DATA PRIVACY POLICY

 This information sheet explains what data I keep about you, why I do this, how I keep it safe and what your rights are.

I have systems in place to protect your data and aspire to the highest data privacy standards. If you have questions, concerns or feedback then please let me know so that I can address them. You can contact me on: jessicamunafo@live.co.uk.

 

What data do I keep?

I keep personal data, e.g. your name, address, telephone number, email address, date of birth, emergency contact details. I also keep sensitive data, e.g. notes taken during or after our meetings which may include information about your gender, health history and social history. In some circumstances you may complete questionnaires related to your well-being.

Session notes are kept in order to allow effective service delivery, allowing a continuity of care between sessions and a way to record progress towards your goals.

Should any of your personal data be subject to change (e.g. if you change your name, move house etc.) during your active involvement with me, please notify me at your earliest convenience so that your records are kept up to date.

I keep client data throughout my work with clients and in line with professional guidance. All data is deleted after the ‘retention period’ and no later than the first working Monday of the January following it.

Ø  For therapy clients aged 18 and over, the retention period is 7 years after the work has ended.

Ø  For therapy clients aged under 18 after the work has ended, the retention period is 7 years after the client’s 18th birthday.

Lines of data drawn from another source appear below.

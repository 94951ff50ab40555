//! Front matter patches, pages and the merge engine
//!
//! Several independent transformers contribute metadata to the same page. Each
//! contribution is a [`FrontMatterPatch`]; [`merge::apply_patches`] folds them
//! into the page's base metadata in priority order.
//!
//! Values are `serde_yaml::Value`, so the merge operates on the tagged variant
//! `Null | Bool | Number | String | Sequence | Mapping`. Mappings preserve
//! insertion order, which keeps the rendered YAML stable across runs.
//!
//! ## Submodules
//!
//! - `merge` - the priority-ordered, deep-merging patch engine
//! - `transform` - built-in transformers that produce patches for a document

pub mod merge;
pub mod transform;

use std::sync::LazyLock;

use pulldown_cmark::{Event, HeadingLevel, Parser, Tag, TagEnd};
use regex::Regex;
use serde::{Deserialize, Serialize};
use serde_yaml::{Mapping, Value};

use crate::document::DocumentRecord;
use crate::error::{Error, Result};

pub use merge::{apply_patch, apply_patches};

/// Leading `---` fenced block; compiled once for every document of a build.
static FRONT_MATTER_BLOCK: LazyLock<std::result::Result<Regex, regex::Error>> =
    LazyLock::new(|| Regex::new(r"(?s)\A---[ \t]*\r?\n(?:(.*?)\r?\n)?---[ \t]*(?:\r?\n|\z)"));

/// How a patch's data is folded into the accumulated metadata.
#[derive(Debug, Clone, Copy, PartialEq, Eq, Default, Serialize, Deserialize)]
#[serde(rename_all = "kebab-case")]
pub enum PatchMode {
    /// Recursively merge mappings; sequences follow the patch's array strategy.
    #[default]
    DeepMerge,
    /// Overwrite each key outright, without recursing.
    Replace,
    /// Only set keys that are currently absent.
    SetIfMissing,
}

/// How two sequences under the same key combine during a deep merge.
#[derive(Debug, Clone, Copy, PartialEq, Eq, Default, Serialize, Deserialize)]
#[serde(rename_all = "kebab-case")]
pub enum ArrayStrategy {
    /// The incoming sequence wins.
    #[default]
    Replace,
    /// Existing elements, then incoming elements not already present.
    Union,
    /// Existing elements followed by all incoming elements.
    Append,
}

/// A named contribution to a page's metadata
#[derive(Debug, Clone, PartialEq, Serialize, Deserialize)]
#[serde(rename_all = "kebab-case", deny_unknown_fields)]
pub struct FrontMatterPatch {
    /// Provenance, used in diagnostics
    pub source: String,
    #[serde(default)]
    pub mode: PatchMode,
    /// Higher priorities apply later
    #[serde(default)]
    pub priority: i64,
    #[serde(default)]
    pub data: Mapping,
    /// Only consulted for `DeepMerge` when both sides hold sequences
    #[serde(default)]
    pub array_strategy: ArrayStrategy,
}

impl FrontMatterPatch {
    pub fn new(source: impl Into<String>, mode: PatchMode, priority: i64, data: Mapping) -> Self {
        Self {
            source: source.into(),
            mode,
            priority,
            data,
            array_strategy: ArrayStrategy::default(),
        }
    }

    pub fn with_array_strategy(mut self, strategy: ArrayStrategy) -> Self {
        self.array_strategy = strategy;
        self
    }
}

/// One renderable unit
///
/// `merged` is cleared whenever a patch is added; merges are never
/// incremental, so the next [`Page::merge`] recomputes from the base.
#[derive(Debug, Clone)]
pub struct Page {
    pub logical_path: String,
    pub repository: String,
    base: Mapping,
    body: String,
    patches: Vec<FrontMatterPatch>,
    merged: Option<Mapping>,
}

impl Page {
    pub fn new(
        logical_path: impl Into<String>,
        repository: impl Into<String>,
        base: Mapping,
        body: impl Into<String>,
    ) -> Self {
        Self {
            logical_path: logical_path.into(),
            repository: repository.into(),
            base,
            body: body.into(),
            patches: Vec::new(),
            merged: None,
        }
    }

    pub fn base(&self) -> &Mapping {
        &self.base
    }

    pub fn body(&self) -> &str {
        &self.body
    }

    pub fn patches(&self) -> &[FrontMatterPatch] {
        &self.patches
    }

    pub fn add_patch(&mut self, patch: FrontMatterPatch) {
        self.patches.push(patch);
        self.merged = None;
    }

    /// Merged front matter, if it has been computed since the last patch.
    pub fn merged(&self) -> Option<&Mapping> {
        self.merged.as_ref()
    }

    /// Compute (or return the cached) merged front matter.
    pub fn merge(&mut self) -> &Mapping {
        let base = &self.base;
        let patches = &self.patches;
        self.merged
            .get_or_insert_with(|| apply_patches(base, patches))
    }

    /// Front matter block followed by the body.
    pub fn render(&self) -> Result<String> {
        let merged = match &self.merged {
            Some(merged) => merged.clone(),
            None => apply_patches(&self.base, &self.patches),
        };
        render_document(&merged, &self.body)
    }
}

/// Split a leading `---` delimited YAML block from the rest of a document.
///
/// Returns `(None, content)` when the document has no front matter.
pub fn split_front_matter(content: &str) -> Result<(Option<&str>, &str)> {
    let re = FRONT_MATTER_BLOCK.as_ref().map_err(|err| err.clone())?;
    match re.captures(content) {
        Some(caps) => {
            let whole = caps.get(0).map_or(0, |m| m.end());
            let yaml = caps.get(1).map_or("", |m| m.as_str());
            Ok((Some(yaml), &content[whole..]))
        }
        None => Ok((None, content)),
    }
}

/// Parse a document's existing front matter into a mapping and its body.
pub fn parse_front_matter<'a>(path: &str, content: &'a str) -> Result<(Mapping, &'a str)> {
    let (yaml, body) = split_front_matter(content)?;
    let Some(yaml) = yaml else {
        return Ok((Mapping::new(), body));
    };

    let value: Value = serde_yaml::from_str(yaml).map_err(|err| Error::FrontMatter {
        path: path.to_string(),
        message: err.to_string(),
    })?;
    match value {
        Value::Null => Ok((Mapping::new(), body)),
        Value::Mapping(map) => Ok((map, body)),
        other => Err(Error::FrontMatter {
            path: path.to_string(),
            message: format!(
                "front matter must be a mapping, found {}",
                merge::type_name(&other)
            ),
        }),
    }
}

/// Base metadata for a document: its prior front matter plus a `title` when
/// the prior metadata lacks one.
pub fn base_metadata(record: &DocumentRecord, prior: Mapping, body: &str) -> Mapping {
    let mut base = prior;
    let title_key = Value::String("title".to_string());
    if !base.contains_key(&title_key) {
        let title = first_heading(body).unwrap_or_else(|| title_from_stem(record.stem()));
        base.insert(title_key, Value::String(title));
    }
    base
}

/// Text of the first level-one Markdown heading.
pub fn first_heading(markdown: &str) -> Option<String> {
    let mut in_heading = false;
    let mut text = String::new();
    for event in Parser::new(markdown) {
        match event {
            Event::Start(Tag::Heading {
                level: HeadingLevel::H1,
                ..
            }) => in_heading = true,
            Event::End(TagEnd::Heading(HeadingLevel::H1)) if in_heading => {
                let title = text.trim().to_string();
                return (!title.is_empty()).then_some(title);
            }
            Event::Text(t) | Event::Code(t) if in_heading => text.push_str(&t),
            _ => {}
        }
    }
    None
}

/// `getting-started_guide` -> `Getting Started Guide`
pub fn title_from_stem(stem: &str) -> String {
    stem.split(|c: char| c == '-' || c == '_' || c.is_whitespace())
        .filter(|word| !word.is_empty())
        .map(|word| {
            let mut chars = word.chars();
            match chars.next() {
                Some(first) => first.to_uppercase().chain(chars).collect::<String>(),
                None => String::new(),
            }
        })
        .collect::<Vec<_>>()
        .join(" ")
}

/// Serialize merged front matter and prepend it to `body`.
pub fn render_document(front_matter: &Mapping, body: &str) -> Result<String> {
    let yaml = if front_matter.is_empty() {
        String::new()
    } else {
        serde_yaml::to_string(front_matter)?
    };
    Ok(format!("---\n{}---\n{}", yaml, body))
}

Ø  For people enquiring about working with me (who do not become clients) the data retention period is 1 year.

 

Why do I keep information?

My professional registration requires me to keep information about my clients and the work that I do. I cannot offer you services unless you allow me to keep data about you and our work together. I keep information about you so that I can communicate with you about appointments, for invoicing and for risk management/safeguarding purposes.

I have a duty of care as a health professional to contact your GP/relevant third party professionals if you are taken ill during a session and require urgent medical care, or if it is felt that you may require additional support from a professional because of concern about you being at risk of harm in some way.

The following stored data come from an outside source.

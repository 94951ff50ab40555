//! # docbuilder
//!
//! Aggregates documentation from many source repositories into one static
//! site and regenerates it incrementally as the repositories change. The
//! `docbuilder` command-line tool is a thin layer over this library.
//!
//! ## Quick Example
//!
//! ```
//! use docbuilder::document::{DocumentRecord, DocumentSet};
//! use docbuilder::change::detect_changes;
//!
//! let before = DocumentSet::new(vec![
//!     DocumentRecord::new("api", "api", "intro.md", Vec::new()),
//! ]);
//! let after = DocumentSet::new(vec![
//!     DocumentRecord::new("api", "api", "intro.md", Vec::new()),
//!     DocumentRecord::new("api", "api", "usage.md", Vec::new()),
//! ]);
//!
//! assert!(detect_changes(&before, &after));
//! assert_ne!(before.signature(), after.signature());
//! ```
//!
//! ## Core Concepts
//!
//! - **Content hashing (`hash`)**: a [`hash::ChangeSignature`] fingerprints
//!   the set of logical paths in a generation, independent of discovery order.
//! - **Change detection (`change`)**: decides whether a new generation differs
//!   structurally from the previous one, which gates rendering.
//! - **Front matter (`frontmatter`)**: transformers contribute prioritized
//!   patches per page and the merge engine reconciles them deterministically.
//! - **Incremental state (`state`)**: per-repository counts, hashes and paths
//!   persisted for future runs.
//! - **Phases (`phases`)**: the staged pipeline with typed failure
//!   classification and cooperative cancellation.
//!
//! ## Execution Flow
//!
//! [`phases::generator::Generator`] runs the stages in order for every build:
//!
//! 1.  **Prepare**: validate the configuration.
//! 2.  **Discover**: collect the current generation from every repository.
//! 3.  **Detect Changes**: hash the generation and compare with the previous one.
//! 4.  **Track State**: record per-repository summaries.
//! 5.  **Assemble Pages**: merge front matter for every document.
//! 6.  **Render**: hand the pages to the renderer when something changed.
//!
//! A `build-report.json` summarizing the outcome is written after every build.

pub mod cancel;
pub mod change;
pub mod config;
pub mod discovery;
pub mod document;
pub mod error;
pub mod frontmatter;
pub mod hash;
pub mod output;
pub mod phases;
pub mod render;
pub mod report;
pub mod state;

#[cfg(test)]
mod change_proptest;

If I believe that contacting your GP or another professional is necessary, then all possible efforts will be made to involve you in this decision.

 

How do I keep your information safe?

Any information held about you is stored and processed in line with the General Data Protection Regulation (GDPR). I am registered with and follow the guidance outlined by the Information Commissioners Office (ICO) and also the Health and Care Professions Council (HCPC).  

In the unlikely event of a data breach, I will notify the ICO so that their procedures can be followed. I will also notify all individuals whose data may have been accessed to alert them to the breach and any potential risks. You can complain to the ICO if you think that I am acting unlawfully. Visit https://ico.org.uk/make-a-complaint/ or telephone 0303 123 1113.

 I store data on my laptop, on my mobile phone, in a paper file and in my email systems. My laptop and mobile phone are password-protected, my paper notes are stored in a locked cabinet and my email systems are secured with a password and two-step verification.

Online meetings are conducted via Zoom, an end-to-end encrypted video calling service. If we agree to meet online you will need to download Zoom to your smartphone, computer or tablet. Zoom is free to download from the web or from your device app store and you can read more about how Zoom protects its users here: https://explore.zoom.us/en/trust/.

Every effort will be made to keep your data confidential. However, in certain circumstances the Data Protection Act allows me to disclose data (e.g. as part of legal proceedings or if there is a concern about any member of the public being at risk of harm). If your data is disclosed, then I will take all reasonable steps to notify you about the disclosure and will also ensure that any data request from a third party is legitimate, reasonable and necessary.

My website uses cookies so that I can see how many people have visited and which pages are most popular. Cookies are anonymous and contain no personal data. You can turn cookies off in your website browser if you wish to. Access to the analytics on my website are secured with a strong password.

What are your rights?

You have the right to:

Ø  request details of all the information that I keep and to receive it within one month at no fee

Ø  have information corrected if you consider it inaccurate or incomplete

Ø  complain if you think that I am acting unlawfully. 

If you would like to request a copy of the data held about you, this is called a subject access request. Subject access requests should be made in writing and I will always verify the identity of anyone making such a request before handing over any information.